[Records from a dataset]
- Opening Delimiter -
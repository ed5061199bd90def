mod commands;
mod config;
mod handlers;
mod output;

use clap::Parser;
use commands::Cli;

fn main() -> Result<(), Box<dyn std::error::Error>> {
    let cli = Cli::parse();
    config::init_logging(cli.verbose)?;

    if let Err(err) = handlers::handle_command(cli) {
        output::print_error(&err.to_string());
        std::process::exit(1);
    }
    Ok(())
}
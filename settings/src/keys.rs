// Setting names. Keeping them in one place avoids collisions and misspellings.

// Main window.
pub const MAIN_LEFT_PANEL_WIDTH: &str = "main-left-panel-width";

// Formatting choices.
pub const FMT_UPPER_HEX_DIGITS: &str = "fmt-upper-hex-digits";

// Code list view.
pub const CDLV_FONT_FAMILY: &str = "cdlv-font-family";
pub const CDLV_FONT_SIZE: &str = "cdlv-font-size";

// Source generation.
pub const SRCGEN_DEFAULT_ASM: &str = "srcgen-default-asm";

// Label file generation.
pub const LABGEN_FORMAT: &str = "labgen-format";
pub const LABGEN_INCLUDE_AUTO: &str = "labgen-include-auto";

// Internal debugging features.
pub const DEBUG_MENU_ENABLED: &str = "debug-menu-enabled";
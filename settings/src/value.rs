/// An enumeration that can be stored in the settings registry.
///
/// Values are written by variant name. Reading accepts the name (exact case,
/// surrounding whitespace ignored) or the variant's ordinal as a decimal
/// string, so files written with either form decode the same way.
pub trait SettingEnum: Copy + PartialEq + Sized + 'static {
    const VARIANTS: &'static [Self];

    fn name(self) -> &'static str;

    fn ordinal(self) -> i64;

    fn from_setting_str(value: &str) -> Option<Self> {
        let trimmed = value.trim();
        if let Some(found) = Self::VARIANTS.iter().copied().find(|v| v.name() == trimmed) {
            return Some(found);
        }
        let ordinal = trimmed.parse::<i64>().ok()?;
        Self::VARIANTS
            .iter()
            .copied()
            .find(|v| v.ordinal() == ordinal)
    }
}

pub(crate) fn format_bool(value: bool) -> &'static str {
    if value {
        "True"
    } else {
        "False"
    }
}

pub(crate) fn parse_bool(value: &str) -> Option<bool> {
    let trimmed = value.trim();
    if trimmed.eq_ignore_ascii_case("true") {
        Some(true)
    } else if trimmed.eq_ignore_ascii_case("false") {
        Some(false)
    } else {
        None
    }
}

pub(crate) fn parse_int(value: &str) -> Option<i32> {
    value.trim().parse::<i32>().ok()
}

#[cfg(test)]
mod tests {
    use super::*;

    #[derive(Debug, Clone, Copy, PartialEq, Eq)]
    enum Shade {
        Light,
        Dark,
    }

    impl SettingEnum for Shade {
        const VARIANTS: &'static [Self] = &[Shade::Light, Shade::Dark];

        fn name(self) -> &'static str {
            match self {
                Shade::Light => "Light",
                Shade::Dark => "Dark",
            }
        }

        fn ordinal(self) -> i64 {
            match self {
                Shade::Light => 0,
                Shade::Dark => 1,
            }
        }
    }

    #[test]
    fn bool_parsing_ignores_case_and_padding() {
        assert_eq!(parse_bool("True"), Some(true));
        assert_eq!(parse_bool(" false "), Some(false));
        assert_eq!(parse_bool("TRUE"), Some(true));
        assert_eq!(parse_bool("yes"), None);
        assert_eq!(parse_bool(""), None);
    }

    #[test]
    fn int_parsing_rejects_overflow() {
        assert_eq!(parse_int(" 42"), Some(42));
        assert_eq!(parse_int("-7"), Some(-7));
        assert_eq!(parse_int("99999999999"), None);
        assert_eq!(parse_int("4x"), None);
    }

    #[test]
    fn enum_decodes_name_or_ordinal() {
        assert_eq!(Shade::from_setting_str("Dark"), Some(Shade::Dark));
        assert_eq!(Shade::from_setting_str(" Light "), Some(Shade::Light));
        assert_eq!(Shade::from_setting_str("1"), Some(Shade::Dark));
        assert_eq!(Shade::from_setting_str("dark"), None);
        assert_eq!(Shade::from_setting_str("7"), None);
    }
}
//! Checkout page
//!
//! Owns the book selection list, the in-memory cart and the customer form.
//! Submitting an order is a UI-only simulation: it validates, clears the
//! cart and resets the form, but nothing is persisted.

use tabled::{
    builder::Builder,
    settings::{Alignment, Style, object::Columns},
};
use tracing::debug;

use crate::{
    cart::Cart,
    catalog::Book,
    format::format_rupiah,
    notify::NoticeBoard,
    validation::{Field, FieldKind, Form},
};

/// Builds the empty customer details form for checkout.
#[must_use]
pub fn checkout_form() -> Form {
    Form::with_fields([
        Field::required("nama", FieldKind::Text),
        Field::required("email", FieldKind::Email),
        Field::required("telepon", FieldKind::Phone),
        Field::required("alamat", FieldKind::Text),
    ])
}

/// The checkout page controller.
///
/// State is passed in at construction and scoped to this page's lifetime;
/// nothing here is shared with the other pages.
#[derive(Debug)]
pub struct CheckoutPage {
    books: Vec<Book>,
    cart: Cart,
    form: Form,
    notices: NoticeBoard,
}

impl CheckoutPage {
    /// Creates the page over the given selection of books.
    pub fn new(books: impl Into<Vec<Book>>) -> Self {
        CheckoutPage {
            books: books.into(),
            cart: Cart::new(),
            form: checkout_form(),
            notices: NoticeBoard::new(),
        }
    }

    /// The books offered on this page.
    #[must_use]
    pub fn books(&self) -> &[Book] {
        &self.books
    }

    /// Adds the book with the given code to the cart and posts a success
    /// notice. Returns `false` for a code not in the selection.
    pub fn add_to_cart(&mut self, code: &str) -> bool {
        let Some(book) = self.books.iter().find(|book| book.code == code) else {
            return false;
        };
        let book = book.clone();
        let name = book.name.clone();

        self.cart.add(book);
        self.notices.success(format!("{name} ditambahkan ke keranjang"));

        true
    }

    /// Applies a quantity delta to a cart line; the result never drops
    /// below one.
    pub fn update_quantity(&mut self, code: &str, delta: i64) {
        self.cart.update_quantity(code, delta);
    }

    /// Removes a cart line and posts a success notice when one existed.
    pub fn remove_from_cart(&mut self, code: &str) {
        if self.cart.remove(code) {
            self.notices.success("Item dihapus dari keranjang");
        }
    }

    /// Submits the order.
    ///
    /// Rejected, with an error notice and no state change, when the form
    /// fails validation or the cart is empty. On success the cart is
    /// cleared, the form reset, and a success notice posted.
    pub fn submit_order(&mut self) -> bool {
        if !self.form.validate() {
            self.notices.error("Periksa kembali data pemesanan");
            return false;
        }

        if self.cart.is_empty() {
            self.notices.error("Keranjang masih kosong");
            return false;
        }

        debug!(lines = self.cart.len(), subtotal = self.cart.subtotal(), "order submitted");

        self.cart.clear();
        self.form.reset();
        self.notices.success("Pesanan berhasil dibuat!");

        true
    }

    /// The cart.
    #[must_use]
    pub fn cart(&self) -> &Cart {
        &self.cart
    }

    /// The customer form.
    #[must_use]
    pub fn form(&self) -> &Form {
        &self.form
    }

    /// The customer form, for filling in values.
    pub fn form_mut(&mut self) -> &mut Form {
        &mut self.form
    }

    /// Notices posted by this page.
    #[must_use]
    pub fn notices(&self) -> &NoticeBoard {
        &self.notices
    }

    /// Dismisses the visible notice.
    pub fn dismiss_notice(&mut self) {
        self.notices.dismiss();
    }

    /// Renders the book selection list as a table.
    #[must_use]
    pub fn render_selection(&self) -> String {
        let mut builder = Builder::default();

        builder.push_record(["Kode", "Judul", "Harga", "Stok"]);

        for book in &self.books {
            builder.push_record([
                book.code.clone(),
                book.name.clone(),
                book.price.clone(),
                book.stock.to_string(),
            ]);
        }

        let mut table = builder.build();
        table.with(Style::sharp());
        table.modify(Columns::new(2..4), Alignment::right());

        table.to_string()
    }

    /// Renders the cart contents and total, or the empty-cart placeholder.
    #[must_use]
    pub fn render_cart(&self) -> String {
        if self.cart.is_empty() {
            return "Keranjang masih kosong".to_owned();
        }

        let mut builder = Builder::default();

        builder.push_record(["Buku", "Jumlah", "Subtotal"]);

        for line in self.cart.iter() {
            builder.push_record([
                line.book().name.clone(),
                line.quantity().to_string(),
                format_rupiah(line.line_total()),
            ]);
        }

        let mut table = builder.build();
        table.with(Style::sharp());
        table.modify(Columns::new(1..3), Alignment::right());

        format!("{table}\nTotal: {}", format_rupiah(self.cart.subtotal()))
    }
}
- Closing Delimiter -
▸ **Problem description**:
Where the string "right" appears in a line of the entries above, return that line.

▸ **Task solution**:
        table.modify(Columns::new(2..4), Alignment::right());
        table.modify(Columns::new(1..3), Alignment::right());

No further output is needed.